March 9 (Reuters) – The escalating war in the Middle East has investors questioning some of 2026’s most popular trades and themes, with global equities slumping, the dollar jumping and traders scaling back their bets for rate cuts from the Federal Reserve.
“This year, investors have been positioning for growth. A stagflationary shock was not part of the plan,” said ING head of global markets Chris Turner.
“Investors are looking at things cautiously and would still have more to unwind.”
Here are five popular themes that have been upended by the conflict in the Middle East:
1/ DOLLAR SHORTS SQUEEZED
Investors had been holding their largest bearish bet on the dollar since 2021 as recently as last month, according to weekly data from the U.S. markets regulator.
Expected rate cuts from the U.S. Federal Reserve gave little incentive to buy too heavily into the U.S. currency.
But after the start of the conflict, the dollar has hit its strongest level since last November, in a sign of a rush to safety.
“The U.S. dollar emerges as the biggest winner of the Middle East conflict,” said Ipek Ozkardeskaya, senior analyst at Swissquote. “The U.S. economy will likely be more resilient to energy shocks.”
The U.S. is a net energy exporter these days and imports just 17% of its needs, a 40-year low, according to Jean-François Robin, head of global research at Natixis CIB.
2/ REST OF WORLD EQUITIES SLUMP
Global equities, which began 2026 supported by a broad “buy equities” consensus, have slid sharply.
The MSCI World ex‑US index fell abruptly after the U.S. and Israeli strikes on Iran, while the S&P 500 proved more resilient as investors favoured the U.S., given the economy is less reliant on energy imports.
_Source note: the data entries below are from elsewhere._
//! Envelope schema validation
//!
//! Two entry points: [`validate`] checks a typed [`Message`] built in-process,
//! [`parse_envelope`] checks a raw JSON document coming off the wire. Both
//! collect every problem they find instead of stopping at the first one.

use std::collections::BTreeMap;

use serde_json::{Map, Value};

use crate::error::{ParleyError, Result, ValidationIssue};
use crate::message::{
    AgentId, ConversationId, Message, MessageId, MessageType, Priority, SchemaVersion,
};

const REQUIRED_FIELDS: [&str; 7] = [
    "message_id",
    "timestamp",
    "sender",
    "message_type",
    "conversation_id",
    "content",
    "schema_version",
];

/// Check the invariants a typed message must satisfy before publication
pub fn validate(message: &Message) -> Result<()> {
    let issues = message_issues(message);
    if issues.is_empty() {
        Ok(())
    } else {
        Err(ParleyError::Validation(issues))
    }
}

fn message_issues(message: &Message) -> Vec<ValidationIssue> {
    let mut issues = Vec::new();

    if message.message_id.is_empty() {
        issues.push(ValidationIssue::new("message_id", "must not be empty"));
    }
    if message.sender.is_empty() {
        issues.push(ValidationIssue::new("sender", "must not be empty"));
    }
    if message.conversation_id.is_empty() {
        issues.push(ValidationIssue::new("conversation_id", "must not be empty"));
    }
    if message.timestamp < 0 {
        issues.push(ValidationIssue::new("timestamp", "must not be negative"));
    }
    if let Some(receiver) = &message.receiver {
        if receiver.is_empty() {
            issues.push(ValidationIssue::new("receiver", "must not be empty when present"));
        }
    }
    if let Some(parent) = &message.parent_id {
        if parent.is_empty() {
            issues.push(ValidationIssue::new("parent_id", "must not be empty when present"));
        } else if parent == &message.message_id {
            issues.push(ValidationIssue::new("parent_id", "message cannot be its own parent"));
        }
    }
    if !message.content.is_object() {
        issues.push(ValidationIssue::new("content", "must be a JSON object"));
    }
    if let Some(confidence) = message.confidence {
        if !(0.0..=1.0).contains(&confidence) {
            issues.push(ValidationIssue::new(
                "confidence",
                format!("{confidence} is outside [0, 1]"),
            ));
        }
    }

    issues
}

/// Parse and validate a raw JSON envelope
pub fn parse_envelope(doc: &Value) -> Result<Message> {
    let Some(obj) = doc.as_object() else {
        return Err(ParleyError::invalid("envelope", "must be a JSON object"));
    };

    let mut issues = Vec::new();
    for field in REQUIRED_FIELDS {
        if obj.get(field).map_or(true, Value::is_null) {
            issues.push(ValidationIssue::new(field, "is required"));
        }
    }

    let message_id = string_field(obj, "message_id", &mut issues);
    let sender = string_field(obj, "sender", &mut issues);
    let conversation_id = string_field(obj, "conversation_id", &mut issues);
    let receiver = string_field(obj, "receiver", &mut issues);
    let parent_id = string_field(obj, "parent_id", &mut issues);

    let timestamp = match obj.get("timestamp") {
        Some(Value::Number(n)) => match n.as_i64() {
            Some(ts) => Some(ts),
            None => {
                issues.push(ValidationIssue::new("timestamp", "must be an integer"));
                None
            }
        },
        Some(Value::Null) | None => None,
        Some(_) => {
            issues.push(ValidationIssue::new("timestamp", "must be numeric"));
            None
        }
    };

    let message_type = match obj.get("message_type") {
        Some(Value::String(s)) => match s.parse::<MessageType>() {
            Ok(ty) => Some(ty),
            Err(err) => {
                issues.extend(err.issues().iter().cloned());
                None
            }
        },
        Some(Value::Null) | None => None,
        Some(_) => {
            issues.push(ValidationIssue::new("message_type", "must be a string"));
            None
        }
    };

    let schema_version = match obj.get("schema_version") {
        Some(Value::String(s)) => match s.parse::<SchemaVersion>() {
            Ok(v) => Some(v),
            Err(err) => {
                issues.extend(err.issues().iter().cloned());
                None
            }
        },
        Some(Value::Null) | None => None,
        Some(_) => {
            issues.push(ValidationIssue::new("schema_version", "must be a string"));
            None
        }
    };

    let priority = match obj.get("priority") {
        None | Some(Value::Null) => Priority::default(),
        Some(value) => match serde_json::from_value::<Priority>(value.clone()) {
            Ok(p) => p,
            Err(_) => {
                issues.push(ValidationIssue::new(
                    "priority",
                    "must be a level 0-255 or one of background/low/normal/high/critical",
                ));
                Priority::default()
            }
        },
    };

    let confidence = match obj.get("confidence") {
        None | Some(Value::Null) => None,
        Some(Value::Number(n)) => n.as_f64(),
        Some(_) => {
            issues.push(ValidationIssue::new("confidence", "must be numeric"));
            None
        }
    };

    let metadata = match obj.get("metadata") {
        None | Some(Value::Null) => BTreeMap::new(),
        Some(Value::Object(map)) => {
            let mut metadata = BTreeMap::new();
            for (key, value) in map {
                match value {
                    Value::String(s) => {
                        metadata.insert(key.clone(), s.clone());
                    }
                    other => {
                        metadata.insert(key.clone(), other.to_string());
                    }
                }
            }
            metadata
        }
        Some(_) => {
            issues.push(ValidationIssue::new("metadata", "must be an object"));
            BTreeMap::new()
        }
    };

    let content = obj.get("content").cloned().unwrap_or(Value::Null);

    match (
        message_id,
        timestamp,
        sender,
        message_type,
        conversation_id,
        schema_version,
    ) {
        (
            Some(message_id),
            Some(timestamp),
            Some(sender),
            Some(message_type),
            Some(conversation_id),
            Some(schema_version),
        ) if issues.is_empty() => {
            let message = Message {
                message_id: MessageId::from(message_id),
                timestamp,
                sender: AgentId::from(sender),
                receiver: receiver.map(AgentId::from),
                message_type,
                conversation_id: ConversationId::from(conversation_id),
                parent_id: parent_id.map(MessageId::from),
                priority,
                content,
                confidence,
                metadata,
                schema_version,
            };
            validate(&message)?;
            Ok(message)
        }
        _ => Err(ParleyError::Validation(dedup(issues))),
    }
}

fn string_field(
    obj: &Map<String, Value>,
    field: &str,
    issues: &mut Vec<ValidationIssue>,
) -> Option<String> {
    match obj.get(field) {
        Some(Value::String(s)) => Some(s.clone()),
        Some(Value::Null) | None => None,
        Some(_) => {
            issues.push(ValidationIssue::new(field, "must be a string"));
            None
        }
    }
}

fn dedup(mut issues: Vec<ValidationIssue>) -> Vec<ValidationIssue> {
    let mut seen = Vec::with_capacity(issues.len());
    issues.retain(|issue| {
        if seen.contains(issue) {
            false
        } else {
            seen.push(issue.clone());
            true
        }
    });
    issues
}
“The conflict hasn’t destroyed the 2026 long-equities thesis, but it has made it far more rate- and oil-dependent,” said Lale Akoner, global market strategist at eToro, adding that if energy keeps inflation sticky, “multiples, not earnings, are the weak link.”
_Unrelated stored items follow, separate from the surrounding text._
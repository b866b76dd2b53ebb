//! Progress tracking for long-running operations
//!
//! Percent complete only ever moves forward. Milestones fire once per
//! threshold, and a heartbeat check flags operations that have gone quiet.

use std::collections::{BTreeSet, HashMap};
use std::sync::Arc;
use std::time::Duration;

use async_trait::async_trait;
use parking_lot::Mutex;
use serde::Serialize;
use tokio::sync::broadcast;
use tokio::time::Instant;
use tracing::{debug, info, warn};

use crate::config::ProgressConfig;
use crate::error::{ParleyError, Result};
use crate::ticker::{spawn_periodic, Periodic, PeriodicHandle};

/// Snapshot of one tracked operation
#[derive(Debug, Clone, PartialEq)]
pub struct ProgressRecord {
    pub operation_id: String,
    /// Always within `[0, 100]`
    pub percent: f64,
    pub activity: String,
    pub total_steps: Option<u32>,
    pub completed_steps: u32,
    pub started_at: Instant,
    pub last_update: Instant,
    pub milestones_emitted: BTreeSet<u8>,
    pub stalled: bool,
    pub completed: bool,
    /// Finished or abandoned; no longer watched by the heartbeat
    pub closed: bool,
}

/// Broadcast to progress observers
#[derive(Debug, Clone, PartialEq, Serialize)]
#[serde(tag = "event", rename_all = "snake_case")]
pub enum ProgressEvent {
    Started {
        operation_id: String,
        total_steps: Option<u32>,
    },
    Updated {
        operation_id: String,
        percent: f64,
        activity: String,
    },
    Milestone {
        operation_id: String,
        threshold: u8,
    },
    Stalled {
        operation_id: String,
        idle_ms: u64,
    },
    Completed {
        operation_id: String,
    },
    /// Closed without reaching 100%
    Abandoned {
        operation_id: String,
        percent: f64,
    },
}

/// Tracks percent-complete state per operation id
pub struct ProgressTracker {
    records: Mutex<HashMap<String, ProgressRecord>>,
    milestones: Vec<u8>,
    stall_after: Duration,
    heartbeat_interval: Duration,
    events: broadcast::Sender<ProgressEvent>,
}

impl ProgressTracker {
    pub fn new(config: &ProgressConfig) -> Self {
        let (events, _) = broadcast::channel(256);
        Self {
            records: Mutex::new(HashMap::new()),
            milestones: config.milestones.clone(),
            stall_after: config.stall_after,
            heartbeat_interval: config.heartbeat_interval,
            events,
        }
    }

    pub fn heartbeat_interval(&self) -> Duration {
        self.heartbeat_interval
    }

    /// Run [`check_stalled`](Self::check_stalled) every `heartbeat_interval`
    pub fn spawn_heartbeat(self: &Arc<Self>) -> PeriodicHandle {
        spawn_periodic(Arc::clone(self) as Arc<dyn Periodic>, self.heartbeat_interval)
    }

    /// Receive every event emitted from now on
    pub fn subscribe(&self) -> broadcast::Receiver<ProgressEvent> {
        self.events.subscribe()
    }

    fn emit(&self, events: Vec<ProgressEvent>) {
        for event in events {
            // no observers is fine
            let _ = self.events.send(event);
        }
    }

    /// Begin tracking an operation
    pub fn start_operation(&self, operation_id: &str, total_steps: Option<u32>) -> Result<()> {
        if operation_id.trim().is_empty() {
            return Err(ParleyError::invalid("operation_id", "must not be empty"));
        }
        if total_steps == Some(0) {
            return Err(ParleyError::invalid("total_steps", "must be > 0 when given"));
        }

        {
            let mut records = self.records.lock();
            if records.contains_key(operation_id) {
                return Err(ParleyError::invalid(
                    "operation_id",
                    format!("{operation_id} is already tracked"),
                ));
            }
            let now = Instant::now();
            records.insert(
                operation_id.to_string(),
                ProgressRecord {
                    operation_id: operation_id.to_string(),
                    percent: 0.0,
                    activity: String::new(),
                    total_steps,
                    completed_steps: 0,
                    started_at: now,
                    last_update: now,
                    milestones_emitted: BTreeSet::new(),
                    stalled: false,
                    completed: false,
                    closed: false,
                },
            );
        }

        debug!(operation_id, ?total_steps, "Operation started");
        self.emit(vec![ProgressEvent::Started {
            operation_id: operation_id.to_string(),
            total_steps,
        }]);
        Ok(())
    }

    /// Record progress; lower values than already reported are ignored
    pub fn update_progress(&self, operation_id: &str, percent: f64, activity: &str) -> Result<f64> {
        if percent.is_nan() {
            return Err(ParleyError::invalid("percent", "must be a number"));
        }

        let (current, events) = {
            let mut records = self.records.lock();
            let record = records
                .get_mut(operation_id)
                .ok_or_else(|| ParleyError::NotFound(format!("operation {operation_id}")))?;
            let events = self.advance(record, percent, activity);
            (record.percent, events)
        };

        self.emit(events);
        Ok(current)
    }

    /// Count one finished step and derive percent from the step total
    pub fn complete_step(&self, operation_id: &str, activity: &str) -> Result<f64> {
        let (current, events) = {
            let mut records = self.records.lock();
            let record = records
                .get_mut(operation_id)
                .ok_or_else(|| ParleyError::NotFound(format!("operation {operation_id}")))?;

            record.completed_steps += 1;
            let percent = match record.total_steps {
                Some(total) => f64::from(record.completed_steps) * 100.0 / f64::from(total),
                None => record.percent,
            };
            let events = self.advance(record, percent, activity);
            (record.percent, events)
        };

        self.emit(events);
        Ok(current)
    }

    /// Mark an operation finished at 100%
    pub fn complete_operation(&self, operation_id: &str) -> Result<()> {
        let events = {
            let mut records = self.records.lock();
            let record = records
                .get_mut(operation_id)
                .ok_or_else(|| ParleyError::NotFound(format!("operation {operation_id}")))?;
            if record.completed {
                return Ok(());
            }

            let activity = record.activity.clone();
            let mut events = self.advance(record, 100.0, &activity);
            record.completed = true;
            record.closed = true;
            events.push(ProgressEvent::Completed {
                operation_id: operation_id.to_string(),
            });
            events
        };

        info!(operation_id, "Operation completed");
        self.emit(events);
        Ok(())
    }

    /// Stop watching an operation that will not finish, keeping its percent
    pub fn close_operation(&self, operation_id: &str) -> Result<()> {
        let event = {
            let mut records = self.records.lock();
            let record = records
                .get_mut(operation_id)
                .ok_or_else(|| ParleyError::NotFound(format!("operation {operation_id}")))?;
            if record.closed {
                return Ok(());
            }
            record.closed = true;
            record.stalled = false;
            ProgressEvent::Abandoned {
                operation_id: operation_id.to_string(),
                percent: record.percent,
            }
        };

        debug!(operation_id, "Operation closed");
        self.emit(vec![event]);
        Ok(())
    }

    fn advance(&self, record: &mut ProgressRecord, percent: f64, activity: &str) -> Vec<ProgressEvent> {
        let clamped = percent.clamp(0.0, 100.0);
        record.percent = record.percent.max(clamped);
        if !activity.is_empty() {
            record.activity = activity.to_string();
        }
        record.last_update = Instant::now();
        record.stalled = false;

        let mut events = vec![ProgressEvent::Updated {
            operation_id: record.operation_id.clone(),
            percent: record.percent,
            activity: record.activity.clone(),
        }];
        for &threshold in &self.milestones {
            if record.percent >= f64::from(threshold) && record.milestones_emitted.insert(threshold) {
                debug!(operation_id = %record.operation_id, threshold, "Milestone reached");
                events.push(ProgressEvent::Milestone {
                    operation_id: record.operation_id.clone(),
                    threshold,
                });
            }
        }
        events
    }

    pub fn get_progress(&self, operation_id: &str) -> Option<ProgressRecord> {
        self.records.lock().get(operation_id).cloned()
    }

    /// Stop tracking an operation
    pub fn remove(&self, operation_id: &str) -> Option<ProgressRecord> {
        self.records.lock().remove(operation_id)
    }

    pub fn operations(&self) -> Vec<String> {
        let mut ids: Vec<_> = self.records.lock().keys().cloned().collect();
        ids.sort();
        ids
    }

    /// Flag unfinished operations with no update since `now - stall_after`.
    ///
    /// Returns the ids newly flagged by this call.
    pub fn check_stalled(&self, now: Instant) -> Vec<String> {
        let (flagged, events) = {
            let mut records = self.records.lock();
            let mut flagged = Vec::new();
            let mut events = Vec::new();
            for record in records.values_mut() {
                if record.closed || record.stalled {
                    continue;
                }
                let idle = now.saturating_duration_since(record.last_update);
                if idle > self.stall_after {
                    record.stalled = true;
                    flagged.push(record.operation_id.clone());
                    events.push(ProgressEvent::Stalled {
                        operation_id: record.operation_id.clone(),
                        idle_ms: idle.as_millis() as u64,
                    });
                }
            }
            flagged.sort();
            (flagged, events)
        };

        for operation_id in &flagged {
            warn!(operation_id = %operation_id, "Operation stalled");
        }
        self.emit(events);
        flagged
    }
}

impl Default for ProgressTracker {
    fn default() -> Self {
        Self::new(&ProgressConfig::default())
    }
}

impl std::fmt::Debug for ProgressTracker {
    fn fmt(&self, f: &mut std::fmt::Formatter<'_>) -> std::fmt::Result {
        f.debug_struct("ProgressTracker")
            .field("operations", &self.records.lock().len())
            .field("milestones", &self.milestones)
            .finish()
    }
}

#[async_trait]
impl Periodic for ProgressTracker {
    fn name(&self) -> &'static str {
        "progress-heartbeat"
    }

    async fn tick(&self) {
        self.check_stalled(Instant::now());
    }
}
She said earlier signs of leadership broadening beyond the United States have faded as investors returned to the depth and liquidity of U.S. markets.
Swissquote’s Ozkardeskaya said the shock could shift flows toward energy-rich markets and weigh on energy-dependent economies, potentially halting the rotation from the U.S. to Europe and Asia.
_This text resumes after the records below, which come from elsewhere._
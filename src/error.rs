//! Parley error types

use std::fmt;

use thiserror::Error;

use crate::message::{AgentId, ConversationId, MessageId};

/// Result alias used throughout the crate
pub type Result<T> = std::result::Result<T, ParleyError>;

/// A single problem found while validating an envelope or request
#[derive(Debug, Clone, PartialEq, Eq)]
pub struct ValidationIssue {
    /// Offending field, e.g. `message_type` or `steps[2].agent`
    pub field: String,
    /// What is wrong with it
    pub reason: String,
}

impl ValidationIssue {
    pub fn new(field: impl Into<String>, reason: impl Into<String>) -> Self {
        Self {
            field: field.into(),
            reason: reason.into(),
        }
    }
}

impl fmt::Display for ValidationIssue {
    fn fmt(&self, f: &mut fmt::Formatter<'_>) -> fmt::Result {
        write!(f, "{}: {}", self.field, self.reason)
    }
}

/// Renders a non-empty issue list as `a: x; b: y`
fn join_issues(issues: &[ValidationIssue]) -> String {
    issues
        .iter()
        .map(ToString::to_string)
        .collect::<Vec<_>>()
        .join("; ")
}

/// Errors that can occur in the orchestration core
#[derive(Debug, Error)]
pub enum ParleyError {
    /// Malformed message or request, rejected before any side effect
    #[error("Validation failed: {}", join_issues(.0))]
    Validation(Vec<ValidationIssue>),

    /// No subscriber accepts the message
    #[error("No route to {receiver} for message {message_id}")]
    Routing {
        message_id: MessageId,
        receiver: AgentId,
    },

    /// A subscriber failed while handling a delivery
    #[error("Delivery of {message_id} to {agent_id} failed: {reason}")]
    Delivery {
        agent_id: AgentId,
        message_id: MessageId,
        reason: String,
    },

    /// Conversation save/load failure
    #[error("Persistence error for conversation {conversation_id}: {reason}")]
    Persistence {
        conversation_id: ConversationId,
        reason: String,
    },

    /// Task deadline exceeded
    #[error("Task {task_id} timed out after {elapsed_ms}ms")]
    Timeout { task_id: String, elapsed_ms: u128 },

    /// Explicit abort requested
    #[error("Cancelled: {0}")]
    Cancelled(String),

    /// Unknown conversation, message, workflow or operation
    #[error("Not found: {0}")]
    NotFound(String),

    /// State machine rejected a transition
    #[error("Invalid transition for {entity}: {from} -> {to}")]
    InvalidTransition {
        entity: String,
        from: String,
        to: String,
    },

    /// Subscription registry error
    #[error("Subscription error: {0}")]
    Subscription(String),

    /// Configuration error
    #[error("Configuration error: {0}")]
    Config(String),

    /// Queue or channel has been closed
    #[error("Channel closed: {0}")]
    Closed(String),
}

impl ParleyError {
    /// Shorthand for a validation error with a single issue
    pub fn invalid(field: impl Into<String>, reason: impl Into<String>) -> Self {
        Self::Validation(vec![ValidationIssue::new(field, reason)])
    }

    /// Shorthand for a persistence error
    pub fn persistence(conversation_id: &ConversationId, reason: impl fmt::Display) -> Self {
        Self::Persistence {
            conversation_id: conversation_id.clone(),
            reason: reason.to_string(),
        }
    }

    /// True for errors that were raised before any side effect
    pub fn is_validation(&self) -> bool {
        matches!(self, Self::Validation(_))
    }

    /// Validation issues, empty for every other variant
    pub fn issues(&self) -> &[ValidationIssue] {
        match self {
            Self::Validation(issues) => issues,
            _ => &[],
        }
    }
}

impl From<serde_json::Error> for ParleyError {
    fn from(err: serde_json::Error) -> Self {
        Self::invalid("document", err.to_string())
    }
}

#[cfg(test)]
mod tests {
    use super::*;

    #[test]
    fn test_validation_display_joins_issues() {
        let err = ParleyError::Validation(vec![
            ValidationIssue::new("sender", "must not be empty"),
            ValidationIssue::new("message_type", "unknown type `shout`"),
        ]);

        assert_eq!(
            err.to_string(),
            "Validation failed: sender: must not be empty; message_type: unknown type `shout`"
        );
        assert!(err.is_validation());
        assert_eq!(err.issues().len(), 2);
    }

    #[test]
    fn test_non_validation_has_no_issues() {
        let err = ParleyError::Cancelled("workflow aborted".into());
        assert!(!err.is_validation());
        assert!(err.issues().is_empty());
    }

    #[test]
    fn test_persistence_shorthand() {
        let id = ConversationId::from("c1");
        let err = ParleyError::persistence(&id, "disk full");
        assert_eq!(err.to_string(), "Persistence error for conversation c1: disk full");
    }
}
//! Recovery policy for failed and timed-out tasks
//!
//! The policy is an ordered list of strategies. After each failure the
//! orchestrator asks for the next strategy that applies to the task; each
//! strategy is used at most once per task, and running out of strategies
//! abandons the task.

use std::collections::HashMap;

use serde::{Deserialize, Serialize};
use serde_json::Value;

use crate::error::{ParleyError, Result};
use crate::message::AgentId;
use crate::workflow::{ExecutionMode, StepSpec, Task};

/// One way of retrying a failed step
#[derive(Debug, Clone, Copy, PartialEq, Eq, Hash, Serialize, Deserialize)]
#[serde(rename_all = "kebab-case")]
pub enum RecoveryStrategy {
    /// Same agent, same parameters
    RetrySame,
    /// Run alone; only applies after a failure under parallel dispatch
    Sequential,
    /// Hand the step to the configured substitute agent
    SubstituteAgent,
    /// Degraded parameters and `degraded` execution mode
    Degraded,
}

impl RecoveryStrategy {
    pub const ALL: [RecoveryStrategy; 4] = [
        RecoveryStrategy::RetrySame,
        RecoveryStrategy::Sequential,
        RecoveryStrategy::SubstituteAgent,
        RecoveryStrategy::Degraded,
    ];
}

/// What to do with a failed task
#[derive(Debug, Clone, PartialEq)]
pub enum RecoveryAction {
    Retry {
        strategy: RecoveryStrategy,
        agent: AgentId,
        params: Value,
        mode: ExecutionMode,
    },
    Abandon,
}

/// Ordered recovery strategies plus agent substitutions
#[derive(Debug, Clone, PartialEq, Eq, Serialize, Deserialize)]
#[serde(default, deny_unknown_fields)]
pub struct RecoveryPolicy {
    pub strategies: Vec<RecoveryStrategy>,
    /// Replacement agent for each agent that may be disabled
    pub substitutes: HashMap<AgentId, AgentId>,
}

impl Default for RecoveryPolicy {
    fn default() -> Self {
        Self {
            strategies: RecoveryStrategy::ALL.to_vec(),
            substitutes: HashMap::new(),
        }
    }
}

impl RecoveryPolicy {
    /// A policy that abandons on the first failure
    pub fn none() -> Self {
        Self {
            strategies: Vec::new(),
            substitutes: HashMap::new(),
        }
    }

    pub fn with_strategies(mut self, strategies: Vec<RecoveryStrategy>) -> Self {
        self.strategies = strategies;
        self
    }

    pub fn with_substitute(mut self, agent: impl Into<AgentId>, substitute: impl Into<AgentId>) -> Self {
        self.substitutes.insert(agent.into(), substitute.into());
        self
    }

    pub fn validate(&self) -> Result<()> {
        for (i, strategy) in self.strategies.iter().enumerate() {
            if self.strategies[..i].contains(strategy) {
                return Err(ParleyError::Config(format!(
                    "recovery strategy {strategy:?} listed twice"
                )));
            }
        }
        for (agent, substitute) in &self.substitutes {
            if agent.is_empty() || substitute.is_empty() {
                return Err(ParleyError::Config(
                    "recovery substitutes must name non-empty agents".to_string(),
                ));
            }
            if agent == substitute {
                return Err(ParleyError::Config(format!(
                    "{agent} cannot substitute for itself"
                )));
            }
        }
        Ok(())
    }

    /// Pick the next applicable strategy and advance the task's cursor
    pub fn next_action(&self, task: &mut Task, spec: &StepSpec) -> RecoveryAction {
        while let Some(strategy) = self.strategies.get(task.recovery_cursor).copied() {
            task.recovery_cursor += 1;
            if let Some(action) = self.apply(strategy, task, spec) {
                return action;
            }
        }
        RecoveryAction::Abandon
    }

    fn apply(&self, strategy: RecoveryStrategy, task: &Task, spec: &StepSpec) -> Option<RecoveryAction> {
        let (agent, params, mode) = match strategy {
            RecoveryStrategy::RetrySame => (task.agent.clone(), task.params.clone(), task.mode),
            RecoveryStrategy::Sequential => {
                if !task.concurrent {
                    return None;
                }
                (task.agent.clone(), task.params.clone(), ExecutionMode::Sequential)
            }
            RecoveryStrategy::SubstituteAgent => {
                let substitute = self.substitutes.get(&task.agent)?;
                (substitute.clone(), task.params.clone(), task.mode)
            }
            RecoveryStrategy::Degraded => {
                let params = spec.degraded_params.clone().unwrap_or_else(|| spec.params.clone());
                (task.agent.clone(), params, ExecutionMode::Degraded)
            }
        };

        Some(RecoveryAction::Retry {
            strategy,
            agent,
            params,
            mode,
        })
    }
}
3/ EMERGING MARKETS RATTLED
Emerging markets stocks and currencies were strong performers at the beginning of the year, with a jump of over 15% in EM stocks and a 1.9% rise in MSCI’s index of emerging market currencies until last Friday.
But the two indexes lost 7% and 1.5% respectively last week, with sharp falls in strong year-to-date performers such as South Korea’s Kospi.
“The biggest underperformers this week were the outperformers between January and February,” Goldman Sachs said about emerging currencies in a note to clients on Wednesday.
The brokerage said de-risking was strongest in markets most exposed to the Middle East and oil shocks, such as Egypt, the United Arab Emirates and Thailand, and last year’s outperformers like Korea, Brazil and South Africa.
Analysts at JPMorgan moved EMEA emerging market FX to ‘marketweight’ on Tuesday, and added Poland’s zloty to their list of ‘underweight’ currencies, saying central and eastern Europe is particularly exposed to energy prices.
4/ FED RATE CUTS IN DOUBT
Surging energy prices stoked inflation worries and pushed traders to moderate their expectations on interest-rate cuts by the Fed.
Prior to the start of the conflict, markets had expected around a 50% chance of a rate cut at the June meeting, which would be the first under its new chairman. That has now been cut to around 25%.
The recent energy shock has pushed markets to scale back expectations for interest-rate cuts for the Bank of England and traders are now pricing for the European Central Bank to raise rates, rather than cut, this year.
“Some of the largest shifts in 2026 G10 central bank pricing have come in economies which were priced for further easing this year,” Goldman Sachs said.
5/ BANKS
Banking stocks — which had logged modest gains earlier in 2026 — have fallen as investors reassess the economic fallout from disruption in the Strait of Hormuz.
The risk of higher energy costs fed fears that broader inflation pressures could return, raising the prospect of slower lending and weaker credit demand even if rates remain elevated.
While higher interest rates typically support bank margins, renewed inflation worries can curb borrowing and investment.
“The key risk to watch is credit spreads and private-market liquidity; geopolitical headlines matter mainly if they translate into tighter financial conditions,” eToro’s Akoner said.